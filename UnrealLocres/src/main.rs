//! unreal-locres - command-line front end for `locreslib`

mod cli;

fn main() -> anyhow::Result<()> {
    cli::run_cli()
}
//! Sync scheduler
//!
//! Runs one pipeline task per entity kind each cycle, waits for all of
//! them, sleeps the refresh interval and goes again. Kinds are fully
//! independent: a failing pipeline is logged and retried next cycle
//! without touching the others.

use std::time::Duration;

use sqlx::PgPool;
use tokio::task::JoinHandle;
use tracing::{error, info};

use super::filmwork::Filmwork;
use super::genre::Genre;
use super::kind::EntityKind;
use super::person::Person;
use super::pipeline::Pipeline;
use crate::config::EtlConfig;
use crate::search::SearchClient;
use crate::state::SyncState;

/// Drives the per-kind pipelines on a fixed interval
pub struct Scheduler {
    config: EtlConfig,
    pool: PgPool,
    search: SearchClient,
    state: SyncState,
}

impl Scheduler {
    /// Create a new scheduler over already-established backends
    pub fn new(config: EtlConfig, pool: PgPool, search: SearchClient, state: SyncState) -> Self {
        Self {
            config,
            pool,
            search,
            state,
        }
    }

    /// Run sync cycles forever
    pub async fn run_forever(&self) {
        let interval = Duration::from_secs(self.config.sync.refresh_interval_secs);
        info!(
            refresh_interval_secs = self.config.sync.refresh_interval_secs,
            "scheduler started"
        );

        loop {
            self.run_cycle().await;
            tokio::time::sleep(interval).await;
        }
    }

    /// Run every kind's pipeline once, concurrently, and wait for all
    pub async fn run_cycle(&self) {
        info!("starting sync cycle");

        let handles = [
            self.spawn_pipeline::<Filmwork>(),
            self.spawn_pipeline::<Genre>(),
            self.spawn_pipeline::<Person>(),
        ];

        for handle in handles {
            if let Err(join_error) = handle.await {
                // A panicked pipeline task is isolated like an erroring one.
                error!(error = %join_error, "pipeline task aborted");
            }
        }

        info!("sync cycle finished");
    }

    /// Launch one kind's pipeline as its own task
    ///
    /// Pipelines share the pool, search client and state handles, each of
    /// which is safe to use from concurrent tasks; the per-kind state keys
    /// never overlap.
    fn spawn_pipeline<K: EntityKind>(&self) -> JoinHandle<()> {
        let pipeline = Pipeline::<K>::new(
            self.pool.clone(),
            self.search.clone(),
            self.state.clone(),
            self.config.sync.batch_size,
        );

        tokio::spawn(async move {
            if let Err(error) = pipeline.execute().await {
                error!(
                    kind = K::KIND,
                    error = %error,
                    "sync run failed; the watermark stays put and the next cycle retries"
                );
            }
        })
    }
}

#[cfg(test)]
mod tests {
    use std::sync::Arc;

    use super::*;
    use crate::state::MemoryStorage;

    #[tokio::test]
    async fn test_scheduler_creation() {
        let config = EtlConfig::default();
        let pool = PgPool::connect_lazy(&config.database.url).unwrap();
        let search = SearchClient::new(&config.search).unwrap();
        let state = SyncState::new(Arc::new(MemoryStorage::new()));

        let scheduler = Scheduler::new(config.clone(), pool, search, state);
        assert_eq!(
            scheduler.config.sync.batch_size,
            config.sync.batch_size
        );
    }
}
//! Film work entity kind
//!
//! The widest denormalization of the three: a film row joins its genres and
//! the three person roles, carrying both flat name arrays (for plain
//! full-text search) and nested `{uuid, name}` sub-objects (for faceted
//! queries). A film counts as changed when the film itself, one of its
//! genres or one of its credited persons was modified.

use chrono::NaiveDate;
use serde::{Deserialize, Serialize};
use sqlx::postgres::PgRow;
use sqlx::{FromRow, Row};
use uuid::Uuid;

use super::kind::{decode_json_list, decode_text_array, EntityKind};
use crate::search::indices;

/// Genre sub-object (`{"id", "name"}` from SQL, `{"uuid", "name"}` in the
/// document)
#[derive(Debug, Clone, PartialEq, Serialize, Deserialize)]
pub struct GenreRef {
    #[serde(rename(serialize = "uuid"))]
    pub id: Uuid,
    pub name: String,
}

/// Person sub-object, renamed to the index's `{uuid, full_name}` shape
#[derive(Debug, Clone, PartialEq, Serialize, Deserialize)]
pub struct PersonRef {
    #[serde(rename(serialize = "uuid"))]
    pub id: Uuid,
    #[serde(rename(serialize = "full_name"))]
    pub name: String,
}

/// Denormalized film work row
#[derive(Debug, Clone, Serialize)]
pub struct MovieRow {
    #[serde(rename = "uuid")]
    pub id: Uuid,
    pub title: String,
    pub description: Option<String>,
    pub imdb_rating: Option<f64>,
    pub age_rating: Option<String>,
    pub release_date: Option<NaiveDate>,
    pub access_type: Option<String>,

    pub genres_names: Vec<String>,
    pub actors_names: Vec<String>,
    pub writers_names: Vec<String>,
    pub directors_names: Vec<String>,

    pub genre: Vec<GenreRef>,
    pub actors: Vec<PersonRef>,
    pub writers: Vec<PersonRef>,
    pub directors: Vec<PersonRef>,
}

impl FromRow<'_, PgRow> for MovieRow {
    fn from_row(row: &PgRow) -> sqlx::Result<Self> {
        Ok(Self {
            id: row.try_get("id")?,
            title: row.try_get("title")?,
            description: row.try_get("description")?,
            imdb_rating: row.try_get("imdb_rating")?,
            age_rating: row.try_get("age_rating")?,
            release_date: row.try_get("release_date")?,
            access_type: row.try_get("access_type")?,
            genres_names: decode_text_array(row, "genres_names")?,
            actors_names: decode_text_array(row, "actors_names")?,
            writers_names: decode_text_array(row, "writers_names")?,
            directors_names: decode_text_array(row, "directors_names")?,
            genre: decode_json_list(row, "genre")?,
            actors: decode_json_list(row, "actors")?,
            writers: decode_json_list(row, "writers")?,
            directors: decode_json_list(row, "directors")?,
        })
    }
}

/// Film work kind marker
pub struct Filmwork;

impl EntityKind for Filmwork {
    type Row = MovieRow;

    const KIND: &'static str = "filmwork";
    const INDEX: &'static str = "movies";

    const CHANGED_IDS_SQL: &'static str = r#"
        SELECT DISTINCT fw.id
        FROM content.film_work AS fw
        LEFT OUTER JOIN content.genre_film_work gfw ON fw.id = gfw.film_work_id
        LEFT OUTER JOIN content.genre g ON g.id = gfw.genre_id
        LEFT OUTER JOIN content.person_film_work pfw ON fw.id = pfw.film_work_id
        LEFT OUTER JOIN content.person p ON p.id = pfw.person_id
        WHERE (fw.modified > $1 OR g.modified > $1 OR p.modified > $1)
          AND NOT (fw.id = ANY($2))
    "#;

    const ROWS_SQL: &'static str = r#"
        SELECT
            fw.id, fw.title, fw.rating AS imdb_rating, fw.description,
            fw.age_rating, fw.release_date, fw.access_type,
            array_agg(DISTINCT g.name)
                FILTER (WHERE g.id IS NOT NULL) AS genres_names,
            array_agg(DISTINCT p.full_name)
                FILTER (WHERE pfw.role = 'director') AS directors_names,
            array_agg(DISTINCT p.full_name)
                FILTER (WHERE pfw.role = 'actor') AS actors_names,
            array_agg(DISTINCT p.full_name)
                FILTER (WHERE pfw.role = 'writer') AS writers_names,
            json_agg(DISTINCT jsonb_build_object('id', g.id, 'name', g.name))
                FILTER (WHERE g.id IS NOT NULL) AS genre,
            json_agg(DISTINCT jsonb_build_object('id', p.id, 'name', p.full_name))
                FILTER (WHERE pfw.role = 'actor') AS actors,
            json_agg(DISTINCT jsonb_build_object('id', p.id, 'name', p.full_name))
                FILTER (WHERE pfw.role = 'writer') AS writers,
            json_agg(DISTINCT jsonb_build_object('id', p.id, 'name', p.full_name))
                FILTER (WHERE pfw.role = 'director') AS directors
        FROM content.film_work AS fw
        LEFT OUTER JOIN content.genre_film_work gfw ON fw.id = gfw.film_work_id
        LEFT OUTER JOIN content.genre g ON g.id = gfw.genre_id
        LEFT OUTER JOIN content.person_film_work pfw ON fw.id = pfw.film_work_id
        LEFT OUTER JOIN content.person p ON p.id = pfw.person_id
        WHERE fw.id = ANY($1)
        GROUP BY fw.id
    "#;

    fn index_definition() -> serde_json::Value {
        indices::movies_index()
    }

    fn document_id(row: &Self::Row) -> Uuid {
        row.id
    }
}

#[cfg(test)]
mod tests {
    use super::*;
    use serde_json::json;

    fn sample_row() -> MovieRow {
        MovieRow {
            id: "11111111-1111-1111-1111-111111111111".parse().unwrap(),
            title: "The Test".to_string(),
            description: Some("A film about tests".to_string()),
            imdb_rating: Some(8.2),
            age_rating: Some("18+".to_string()),
            release_date: NaiveDate::from_ymd_opt(2020, 5, 1),
            access_type: Some("public".to_string()),
            genres_names: vec!["Drama".to_string()],
            actors_names: vec!["Ann Actor".to_string()],
            writers_names: vec![],
            directors_names: vec!["Dir Ector".to_string()],
            genre: vec![GenreRef {
                id: "22222222-2222-2222-2222-222222222222".parse().unwrap(),
                name: "Drama".to_string(),
            }],
            actors: vec![PersonRef {
                id: "33333333-3333-3333-3333-333333333333".parse().unwrap(),
                name: "Ann Actor".to_string(),
            }],
            writers: vec![],
            directors: vec![PersonRef {
                id: "44444444-4444-4444-4444-444444444444".parse().unwrap(),
                name: "Dir Ector".to_string(),
            }],
        }
    }

    #[test]
    fn test_document_uses_index_field_names() {
        let doc = serde_json::to_value(sample_row()).unwrap();

        assert_eq!(doc["uuid"], "11111111-1111-1111-1111-111111111111");
        assert!(doc.get("id").is_none());
        assert_eq!(doc["release_date"], "2020-05-01");
        assert_eq!(
            doc["actors"][0],
            json!({
                "uuid": "33333333-3333-3333-3333-333333333333",
                "full_name": "Ann Actor"
            })
        );
        assert_eq!(
            doc["genre"][0],
            json!({
                "uuid": "22222222-2222-2222-2222-222222222222",
                "name": "Drama"
            })
        );
    }

    #[test]
    fn test_nested_lists_match_flat_name_arrays() {
        let doc = serde_json::to_value(sample_row()).unwrap();

        let nested_actor_names: Vec<&str> = doc["actors"]
            .as_array()
            .unwrap()
            .iter()
            .map(|p| p["full_name"].as_str().unwrap())
            .collect();
        assert_eq!(doc["actors_names"], json!(nested_actor_names));

        assert_eq!(doc["writers"], json!([]));
        assert_eq!(doc["writers_names"], json!([]));

        let nested_director_names: Vec<&str> = doc["directors"]
            .as_array()
            .unwrap()
            .iter()
            .map(|p| p["full_name"].as_str().unwrap())
            .collect();
        assert_eq!(doc["directors_names"], json!(nested_director_names));
    }

    #[test]
    fn test_person_ref_decodes_relational_names() {
        let person: PersonRef = serde_json::from_value(json!({
            "id": "33333333-3333-3333-3333-333333333333",
            "name": "Ann Actor"
        }))
        .unwrap();
        assert_eq!(person.name, "Ann Actor");
    }

    #[test]
    fn test_changed_ids_sql_joins_dependents() {
        assert!(Filmwork::CHANGED_IDS_SQL.contains("g.modified > $1"));
        assert!(Filmwork::CHANGED_IDS_SQL.contains("p.modified > $1"));
        assert!(Filmwork::CHANGED_IDS_SQL.contains("NOT (fw.id = ANY($2))"));
    }
}
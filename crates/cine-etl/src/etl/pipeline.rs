//! Per-kind sync pipeline

use chrono::Utc;
use futures::StreamExt;
use sqlx::PgPool;
use tracing::{debug, info};

use super::extract::Extractor;
use super::kind::EntityKind;
use super::load::Loader;
use super::transform::transform;
use crate::error::Result;
use crate::search::SearchClient;
use crate::state::SyncState;

/// One entity kind's extract → transform → load loop
///
/// Batches are processed strictly one at a time: the next batch is not
/// pulled from the extractor until the current one is loaded, so at most
/// one batch per kind is ever in flight. When the extractor runs dry,
/// including the zero-batch case, the run finalizes: the watermark
/// advances and the in-flight id set is dropped. Any error aborts before
/// finalize, leaving the watermark untouched so the next cycle reselects
/// the same work.
pub struct Pipeline<K: EntityKind> {
    extractor: Extractor<K>,
    loader: Loader<K>,
    state: SyncState,
}

impl<K: EntityKind> Pipeline<K> {
    pub fn new(
        pool: PgPool,
        search: SearchClient,
        state: SyncState,
        batch_size: usize,
    ) -> Self {
        Self {
            extractor: Extractor::new(pool, state.clone(), batch_size),
            loader: Loader::new(search, state.clone()),
            state,
        }
    }

    /// Run one full sync for this kind
    pub async fn execute(&self) -> Result<()> {
        debug!(kind = K::KIND, "starting sync run");

        let mut batches = self.extractor.extract().await?;
        let mut total_batches = 0usize;
        let mut total_documents = 0usize;

        while let Some(batch) = batches.next().await {
            let rows = batch?;
            let actions = transform::<K>(rows)?;
            total_batches += 1;
            total_documents += actions.len();
            self.loader.load(&actions).await?;
        }
        drop(batches);

        self.finalize().await?;

        info!(
            kind = K::KIND,
            batches = total_batches,
            documents = total_documents,
            "sync run finished"
        );

        Ok(())
    }

    /// Advance the watermark and drop the in-flight id set
    ///
    /// The watermark is taken at finalize time. Change detection recomputes
    /// from absolute modification timestamps each run, so a row touched
    /// while this run was open simply qualifies again next cycle.
    async fn finalize(&self) -> Result<()> {
        self.state.set_watermark(K::KIND, Utc::now()).await?;
        self.state.clear_loaded_ids(K::KIND).await?;
        Ok(())
    }
}

#[cfg(test)]
mod tests {
    use std::sync::Arc;

    use super::*;
    use crate::config::EtlConfig;
    use crate::etl::genre::Genre;
    use crate::state::MemoryStorage;

    fn pipeline_with_state() -> (Pipeline<Genre>, SyncState) {
        let config = EtlConfig::default();
        let pool = PgPool::connect_lazy(&config.database.url).unwrap();
        let search = SearchClient::new(&config.search).unwrap();
        let state = SyncState::new(Arc::new(MemoryStorage::new()));
        let pipeline =
            Pipeline::<Genre>::new(pool, search, state.clone(), config.sync.batch_size);
        (pipeline, state)
    }

    #[tokio::test]
    async fn test_pipeline_creation() {
        let (_pipeline, _state) = pipeline_with_state();
    }

    #[tokio::test]
    async fn test_finalize_advances_watermark_and_clears_ids() {
        let (pipeline, state) = pipeline_with_state();
        state
            .add_loaded_ids("genre", &[uuid::Uuid::new_v4().to_string()])
            .await
            .unwrap();

        pipeline.finalize().await.unwrap();

        // This is also the zero-batch contract: a no-op run still moves the
        // watermark forward and empties the in-flight set.
        let watermark = state.watermark("genre").await.unwrap();
        assert!(watermark > chrono::DateTime::UNIX_EPOCH);
        assert!(state.loaded_ids("genre").await.unwrap().is_empty());
    }
}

**ASSIGNED TASK**
Some lines in the records may hold "sqlx"; state how many do, and give no more than that number.

**SOLUTION**
5